L’aggressione del branco risale al 30 gennaio dello scorso anno. Per la violenza sono imputate – nei vari stralci, alcuni già condannati in primo grado – in tutto sette persone, tra cui due minorenni. Il processo a questo giovane extracomunitario si era svolto con rito abbreviato in primo grado, dinanzi al Gup Giuseppina Montuori.

La sentenza

Il giovane condannato sarebbe stato uno dei due ad abusare sessualmente della ragazzina (l’altro era un minorenne). E’ l’unico tra i cinque adulti ad aver scelto il rito abbreviato. In aula sono parti civili la vittima, ovvero i suoi genitori dato che lei è minorenne; e il fidanzatino, che ha assistito allo stupro perchè trattenuto con la forza dal branco e costretto a non chiedere aiuto. La ragazza è assistita dall’avvocato Cecilia Puglisi, l’allora fidanzatino dall’avvocato Eleonora Baratta.

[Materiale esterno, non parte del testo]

//! Staleness guard.

use burry_core::{Address, Timestamp};

use crate::error::OracleError;
use crate::{PriceObservation, PriceOracle};

/// Wraps an oracle and rejects observations older than `max_age_secs`.
///
/// With no limit configured the guard passes observations through
/// unchanged. Observations timestamped in the future are accepted.
#[derive(Debug, Clone)]
pub struct StalenessGuard<O> {
    inner: O,
    max_age_secs: Option<u64>,
}

impl<O> StalenessGuard<O> {
    /// Guard `inner` with an optional age limit.
    pub fn new(inner: O, max_age_secs: Option<u64>) -> Self {
        Self { inner, max_age_secs }
    }

    /// The wrapped oracle.
    pub fn inner(&self) -> &O {
        &self.inner
    }
}

/// Fail with [`OracleError::Stale`] if `observation` is more than
/// `max_age_secs` older than `now`.
pub fn check_freshness(
    feed: &Address,
    observation: &PriceObservation,
    now: Timestamp,
    max_age_secs: u64,
) -> Result<(), OracleError> {
    let age_secs = now.seconds_since(&observation.observed_at);
    let limit = i64::try_from(max_age_secs).unwrap_or(i64::MAX);
    if age_secs > limit {
        return Err(OracleError::Stale {
            feed: *feed,
            age_secs,
            max_age_secs,
        });
    }
    Ok(())
}

impl<O: PriceOracle> PriceOracle for StalenessGuard<O> {
    async fn fetch_price(&self, feed: &Address) -> Result<PriceObservation, OracleError> {
        let observation = self.inner.fetch_price(feed).await?;
        if let Some(max_age_secs) = self.max_age_secs {
            check_freshness(feed, &observation, Timestamp::now(), max_age_secs)?;
        }
        Ok(observation)
    }
}
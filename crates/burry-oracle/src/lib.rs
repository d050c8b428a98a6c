//! # burry-oracle -- Price feeds for oracle-gated escrow release
//!
//! A [`PriceOracle`] answers one question: what is the latest attested value
//! of a given feed? Every call is a fresh read; nothing is cached, so a
//! withdrawal always decides against the value current at the time of the
//! call.
//!
//! ## Implementations
//!
//! - [`HttpPriceFeed`] reads an aggregator over HTTP, retrying connection
//!   failures and overload statuses with exponential backoff.
//! - [`ManualPriceFeed`] holds a value set by the operator or a test.
//! - [`StalenessGuard`] wraps any oracle and rejects observations older
//!   than a configured age.
//!
//! All failures surface as [`OracleError`]; callers never see a partially
//! parsed observation.

pub mod config;
pub mod error;
pub mod guard;
pub mod http;
pub mod manual;
pub(crate) mod retry;

pub use config::{ConfigError, OracleConfig};
pub use error::OracleError;
pub use guard::StalenessGuard;
pub use http::HttpPriceFeed;
pub use manual::ManualPriceFeed;

use std::future::Future;

use burry_core::{Address, Price, Timestamp};
use serde::{Deserialize, Serialize};

/// One attested reading of a price feed.
#[derive(Debug, Clone, Copy, PartialEq, Eq, Serialize, Deserialize)]
#[serde(rename_all = "camelCase")]
pub struct PriceObservation {
    /// The reported price.
    pub value: Price,
    /// When the feed produced the value.
    pub observed_at: Timestamp,
}

/// Source of attested prices.
///
/// Implementations must not hold locks across the returned future; the
/// escrow program calls this outside of any ledger transaction.
pub trait PriceOracle: Send + Sync {
    /// Read the latest value of `feed`.
    fn fetch_price(
        &self,
        feed: &Address,
    ) -> impl Future<Output = Result<PriceObservation, OracleError>> + Send;
}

Il giudice in primo grado aveva inflitto al giovane di nazionalità egiziana varie sanzioni accessorie, come l’interdizione in perpetuo dai pubblici uffici, l’interdizione in perpetuo da qualunque ufficio attinente alla tutela, alla curatela e all’amministrazione di sostegno, oltre che da qualunque incarico nelle scuole di ogni ordine e grado.

Le sanzioni accessorie

Dopo l’esecuzione della pena, per due anni l’imputato non potrà avvicinarsi a luoghi frequentati abitualmente da minori, non potrà svolgere lavori che comprendano un lavoro che comprenda un contatto abituale con minori e avrà l’obbligo di tenere informati gli organi di polizia sulla propria residenza e sugli eventuali spostamenti.

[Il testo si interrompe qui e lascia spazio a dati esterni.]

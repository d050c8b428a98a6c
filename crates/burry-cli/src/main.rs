//! # burry CLI entry point
//!
//! Parses command-line arguments, installs logging, and dispatches to
//! subcommand handlers.

use std::path::PathBuf;
use std::process::ExitCode;

use clap::{Parser, Subcommand, ValueEnum};
use tracing_subscriber::EnvFilter;

use burry_cli::account::{run_airdrop, run_balance, run_keygen, AirdropArgs, BalanceArgs};
use burry_cli::escrow::{
    run_address, run_deposit, run_show, run_withdraw, AddressArgs, DepositArgs, ShowArgs,
    WithdrawArgs,
};
use burry_cli::price::run_price;
use burry_cli::{CliContext, DEFAULT_LEDGER_PATH};

/// Burry escrow operator CLI.
///
/// Locks lamports behind a price threshold and releases them once the
/// configured price feed reports a value above it.
#[derive(Parser, Debug)]
#[command(name = "burry", version, about, long_about = None)]
struct Cli {
    /// Enable verbose output. Repeat for more verbosity (-v, -vv, -vvv).
    #[arg(short, long, action = clap::ArgAction::Count, global = true)]
    verbose: u8,

    /// Log output format.
    #[arg(long, value_enum, default_value_t = LogFormat::Text, global = true)]
    log_format: LogFormat,

    /// Ledger snapshot file.
    #[arg(long, global = true, default_value = DEFAULT_LEDGER_PATH)]
    ledger: PathBuf,

    #[command(subcommand)]
    command: Commands,
}

#[derive(Clone, Copy, Debug, PartialEq, Eq, ValueEnum)]
enum LogFormat {
    Text,
    Json,
}

#[derive(Subcommand, Debug)]
enum Commands {
    /// Generate a fresh wallet address.
    Keygen,

    /// Credit lamports to a wallet.
    Airdrop(AirdropArgs),

    /// Print the balance of an address.
    Balance(BalanceArgs),

    /// Print the derived escrow address for an owner.
    Address(AddressArgs),

    /// Lock lamports behind an unlock price.
    Deposit(DepositArgs),

    /// Release an escrow if the current price is above its unlock price.
    Withdraw(WithdrawArgs),

    /// Print an owner's active escrow as JSON.
    Show(ShowArgs),

    /// Read the configured price feed.
    Price,
}

#[tokio::main]
async fn main() -> ExitCode {
    let cli = Cli::parse();

    let filter = match cli.verbose {
        0 => EnvFilter::new("warn"),
        1 => EnvFilter::new("info"),
        2 => EnvFilter::new("debug"),
        _ => EnvFilter::new("trace"),
    };
    let subscriber = tracing_subscriber::fmt()
        .with_env_filter(filter)
        .with_target(false)
        .with_writer(std::io::stderr);
    match cli.log_format {
        LogFormat::Text => subscriber.init(),
        LogFormat::Json => subscriber.json().init(),
    }

    tracing::debug!(ledger = %cli.ledger.display(), "burry CLI starting");

    let ctx = match CliContext::from_env(cli.ledger) {
        Ok(ctx) => ctx,
        Err(e) => {
            tracing::error!("{e:#}");
            return ExitCode::from(1);
        }
    };

    let result = match cli.command {
        Commands::Keygen => run_keygen(),
        Commands::Airdrop(args) => run_airdrop(&ctx, &args),
        Commands::Balance(args) => run_balance(&ctx, &args),
        Commands::Address(args) => run_address(&ctx, &args),
        Commands::Deposit(args) => run_deposit(&ctx, &args),
        Commands::Withdraw(args) => run_withdraw(&ctx, &args).await,
        Commands::Show(args) => run_show(&ctx, &args),
        Commands::Price => run_price(&ctx).await,
    };

    match result {
        Ok(code) => ExitCode::from(code),
        Err(e) => {
            tracing::error!("{e:#}");
            ExitCode::from(1)
        }
    }
}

Il processo a porte chiuse

Il processo si è svolto a porte chiuse. Quattro adulti su cinque sono accusati di concorso nel reato di violenza sessuale aggravata, perché avrebbero fisicamente tenuto fermo il fidanzatino minacciandolo e costringendolo ad assistere a quanto stava accadendo. Il quinto, come detto, è colui che avrebbe materialmente abusato per primo della vittima.

L’ordinanza e l’indagine

“L’orrore”, così scrisse il gip Carlo Umberto Cannella nell’ordinanza con cui convalidò gli arresti, “ha avuto fine solo grazie al tentativo della ragazza di liberarsi”. Anzi, sulla base della personalità degli indagati, “poco avvezzi al vivere civile, appare probabile che, in assenza della disperata reazione, la terribile violenza sarebbe proseguita anche a opera di altri indagati”, si legge ancora nel faldone.

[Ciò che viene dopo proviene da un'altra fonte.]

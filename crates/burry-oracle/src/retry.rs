//! Backoff for aggregator reads.
//!
//! A read is repeated when no answer arrived (connect failure, timeout) or
//! when the aggregator answered with a status meaning it may answer
//! properly on a later try: 429, 502, 503, or 504. Any other answer is
//! final. The answer of the last attempt is returned whatever its status.

use std::future::Future;
use std::time::Duration;

use burry_core::Address;
use reqwest::{Response, StatusCode};

use crate::error::OracleError;

/// First backoff delay in milliseconds; doubles after every attempt.
pub(crate) const BASE_DELAY_MS: u64 = 200;

/// Whether `status` says the feed may answer on a later try.
pub(crate) fn is_transient(status: StatusCode) -> bool {
    matches!(
        status,
        StatusCode::TOO_MANY_REQUESTS
            | StatusCode::BAD_GATEWAY
            | StatusCode::SERVICE_UNAVAILABLE
            | StatusCode::GATEWAY_TIMEOUT
    )
}

fn backoff(attempt: u32) -> Duration {
    Duration::from_millis(BASE_DELAY_MS.saturating_mul(1 << attempt.min(16)))
}

/// Read `feed` through `send`, retrying transient failures up to
/// `max_retries` times.
pub(crate) async fn read_with_backoff<F, Fut>(
    feed: &Address,
    max_retries: u32,
    send: F,
) -> Result<Response, OracleError>
where
    F: Fn() -> Fut,
    Fut: Future<Output = Result<Response, reqwest::Error>>,
{
    let mut attempt = 0;
    loop {
        let outcome = send().await;
        let failure = match &outcome {
            Ok(resp) if is_transient(resp.status()) => Some(format!("HTTP {}", resp.status().as_u16())),
            Ok(_) => None,
            Err(e) => Some(e.to_string()),
        };
        match failure {
            Some(failure) if attempt < max_retries => {
                let delay = backoff(attempt);
                attempt += 1;
                tracing::warn!(
                    feed = %feed.short(),
                    attempt,
                    max_retries,
                    "oracle read failed ({failure}), retrying in {delay:?}"
                );
                tokio::time::sleep(delay).await;
            }
            _ => {
                return outcome
                    .map_err(|e| OracleError::unavailable(feed, format!("request failed: {e}")))
            }
        }
    }
}

#[cfg(test)]
mod tests {
    use super::*;
    use std::sync::atomic::{AtomicU32, Ordering};

    #[test]
    fn delays_double_from_base() {
        assert_eq!(backoff(0), Duration::from_millis(200));
        assert_eq!(backoff(1), Duration::from_millis(400));
        assert_eq!(backoff(2), Duration::from_millis(800));
    }

    #[test]
    fn only_overload_statuses_are_transient() {
        assert!(is_transient(StatusCode::SERVICE_UNAVAILABLE));
        assert!(is_transient(StatusCode::TOO_MANY_REQUESTS));
        assert!(!is_transient(StatusCode::NOT_FOUND));
        assert!(!is_transient(StatusCode::INTERNAL_SERVER_ERROR));
        assert!(!is_transient(StatusCode::OK));
    }

    #[tokio::test]
    async fn unreachable_feed_is_tried_once_per_allowed_retry() {
        let calls = AtomicU32::new(0);
        let client = reqwest::Client::builder()
            .timeout(Duration::from_millis(50))
            .build()
            .unwrap();
        let feed = Address::new_from_array([9; 32]);

        let err = read_with_backoff(&feed, 2, || {
            calls.fetch_add(1, Ordering::SeqCst);
            // Port 1 is closed: connection refused.
            client.get("http://127.0.0.1:1/").send()
        })
        .await
        .unwrap_err();

        assert!(matches!(err, OracleError::Unavailable { feed: f, .. } if f == feed));
        assert_eq!(calls.load(Ordering::SeqCst), 3);
    }
}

L’inchiesta dei Carabinieri di Catania è stata coordinata dalla Procura ordinaria. Per quanto riguarda invece il filone in mano alla Procura minorile, invece, che ha rinviato due giovani a giudizio (uno con rito ordinario e uno con l’abbreviato) è stato coordinato dai magistrati Carla Santocono e Orazio Longo.